- Work request -
Return every entry in full, with no alterations.

(Information provided Opens)

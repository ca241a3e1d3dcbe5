//! Closing the selection phase: feedback goes in, the account is locked.

use crate::db;
use crate::error::{Error, Result};
use crate::models::{Account, ActivityEntry, Feedback, SelectionCategory};
use crate::settings;
use rusqlite::Connection;
use serde::{Deserialize, Serialize};
use serde_with::skip_serializing_none;

const MAX_RATING: i64 = 5;

#[derive(Debug, Clone, Default, Deserialize)]
pub struct FeedbackForm {
    #[serde(default)]
    pub overall_rating: i64,
    #[serde(default)]
    pub selection_experience: i64,
    #[serde(default)]
    pub photo_quality: i64,
    #[serde(default)]
    pub comments: Option<String>,
}

impl FeedbackForm {
    /// All three ratings must be set, each between 1 and 5.
    pub fn ratings(&self) -> Result<[u8; 3]> {
        let fields = [
            ("overall_rating", self.overall_rating),
            ("selection_experience", self.selection_experience),
            ("photo_quality", self.photo_quality),
        ];
        let mut ratings = [0u8; 3];
        for (slot, (name, value)) in ratings.iter_mut().zip(fields) {
            if !(1..=MAX_RATING).contains(&value) {
                return Err(Error::Validation(format!(
                    "{name} must be between 1 and {MAX_RATING}"
                )));
            }
            *slot = value as u8;
        }
        Ok(ratings)
    }

    fn comments(&self) -> Option<&str> {
        self.comments
            .as_deref()
            .map(str::trim)
            .filter(|c| !c.is_empty())
    }

    /// Top marks across the board earn the public review prompt.
    pub fn is_perfect(&self) -> bool {
        [self.overall_rating, self.selection_experience, self.photo_quality]
            .iter()
            .all(|&r| r == MAX_RATING)
    }
}

#[skip_serializing_none]
#[derive(Debug, Clone, Serialize)]
pub struct FinalizeOutcome {
    pub feedback: Feedback,
    pub selected_count: i64,
    /// Photos parked in "later" that did not make the final cut.
    pub later_skipped: i64,
    pub request_review: bool,
    pub review_url: Option<String>,
}

/// Stores the feedback and locks the account's selection in one transaction.
pub fn finalize(
    conn: &Connection,
    account: &Account,
    form: &FeedbackForm,
    fallback_review_url: Option<&str>,
    origin: Option<String>,
) -> Result<FinalizeOutcome> {
    let ratings = form.ratings()?;
    if account.is_finalized {
        return Err(Error::Finalized);
    }

    // The account may have been finalized since it was loaded; the flag is
    // claimed under the write lock before any feedback is stored.
    let tx = db::begin_immediate(conn)?;
    let selected_count = db::count_selections(&tx, &account.id, SelectionCategory::Selected)?;
    if selected_count == 0 {
        return Err(Error::NothingSelected);
    }
    let later_skipped = db::count_selections(&tx, &account.id, SelectionCategory::Later)?;
    if !db::claim_finalization(&tx, &account.id)? {
        return Err(Error::Finalized);
    }
    let feedback = db::insert_feedback(&tx, &account.id, ratings, form.comments())?;
    db::insert_activity(
        &tx,
        &ActivityEntry::new("selection_finalized")
            .user(&account.id)
            .details(serde_json::json!({
                "selected": selected_count,
                "later_skipped": later_skipped,
                "feedback_id": feedback.id,
            }))
            .origin(origin),
    )?;
    tx.commit()?;
    log::info!(
        "{} finalized {} photos ({} left in later)",
        account.username,
        selected_count,
        later_skipped
    );

    let request_review = form.is_perfect();
    let review_url = if request_review {
        settings::review_url(conn, fallback_review_url)?
    } else {
        None
    };

    Ok(FinalizeOutcome {
        feedback,
        selected_count,
        later_skipped,
        request_review,
        review_url,
    })
}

(Information provided Closes)

- Finished task -
repository ca241a3e1d3dcbe5
//! Closing the selection phase: feedback goes in, the account is locked.

use crate::db;
use crate::error::{Error, Result};
use crate::models::{Account, ActivityEntry, Feedback, SelectionCategory};
use crate::settings;
use rusqlite::Connection;
use serde::{Deserialize, Serialize};
use serde_with::skip_serializing_none;

const MAX_RATING: i64 = 5;

#[derive(Debug, Clone, Default, Deserialize)]
pub struct FeedbackForm {
    #[serde(default)]
    pub overall_rating: i64,
    #[serde(default)]
    pub selection_experience: i64,
    #[serde(default)]
    pub photo_quality: i64,
    #[serde(default)]
    pub comments: Option<String>,
}

impl FeedbackForm {
    /// All three ratings must be set, each between 1 and 5.
    pub fn ratings(&self) -> Result<[u8; 3]> {
        let fields = [
            ("overall_rating", self.overall_rating),
            ("selection_experience", self.selection_experience),
            ("photo_quality", self.photo_quality),
        ];
        let mut ratings = [0u8; 3];
        for (slot, (name, value)) in ratings.iter_mut().zip(fields) {
            if !(1..=MAX_RATING).contains(&value) {
                return Err(Error::Validation(format!(
                    "{name} must be between 1 and {MAX_RATING}"
                )));
            }
            *slot = value as u8;
        }
        Ok(ratings)
    }

    fn comments(&self) -> Option<&str> {
        self.comments
            .as_deref()
            .map(str::trim)
            .filter(|c| !c.is_empty())
    }

    /// Top marks across the board earn the public review prompt.
    pub fn is_perfect(&self) -> bool {
        [self.overall_rating, self.selection_experience, self.photo_quality]
            .iter()
            .all(|&r| r == MAX_RATING)
    }
}

#[skip_serializing_none]
#[derive(Debug, Clone, Serialize)]
pub struct FinalizeOutcome {
    pub feedback: Feedback,
    pub selected_count: i64,
    /// Photos parked in "later" that did not make the final cut.
    pub later_skipped: i64,
    pub request_review: bool,
    pub review_url: Option<String>,
}

/// Stores the feedback and locks the account's selection in one transaction.
pub fn finalize(
    conn: &Connection,
    account: &Account,
    form: &FeedbackForm,
    fallback_review_url: Option<&str>,
    origin: Option<String>,
) -> Result<FinalizeOutcome> {
    let ratings = form.ratings()?;
    if account.is_finalized {
        return Err(Error::Finalized);
    }

    // The account may have been finalized since it was loaded; the flag is
    // claimed under the write lock before any feedback is stored.
    let tx = db::begin_immediate(conn)?;
    let selected_count = db::count_selections(&tx, &account.id, SelectionCategory::Selected)?;
    if selected_count == 0 {
        return Err(Error::NothingSelected);
    }
    let later_skipped = db::count_selections(&tx, &account.id, SelectionCategory::Later)?;
    if !db::claim_finalization(&tx, &account.id)? {
        return Err(Error::Finalized);
    }
    let feedback = db::insert_feedback(&tx, &account.id, ratings, form.comments())?;
    db::insert_activity(
        &tx,
        &ActivityEntry::new("selection_finalized")
            .user(&account.id)
            .details(serde_json::json!({
                "selected": selected_count,
                "later_skipped": later_skipped,
                "feedback_id": feedback.id,
            }))
            .origin(origin),
    )?;
    tx.commit()?;
    log::info!(
        "{} finalized {} photos ({} left in later)",
        account.username,
        selected_count,
        later_skipped
    );

    let request_review = form.is_perfect();
    let review_url = if request_review {
        settings::review_url(conn, fallback_review_url)?
    } else {
        None
    };

    Ok(FinalizeOutcome {
        feedback,
        selected_count,
        later_skipped,
        request_review,
        review_url,
    })
}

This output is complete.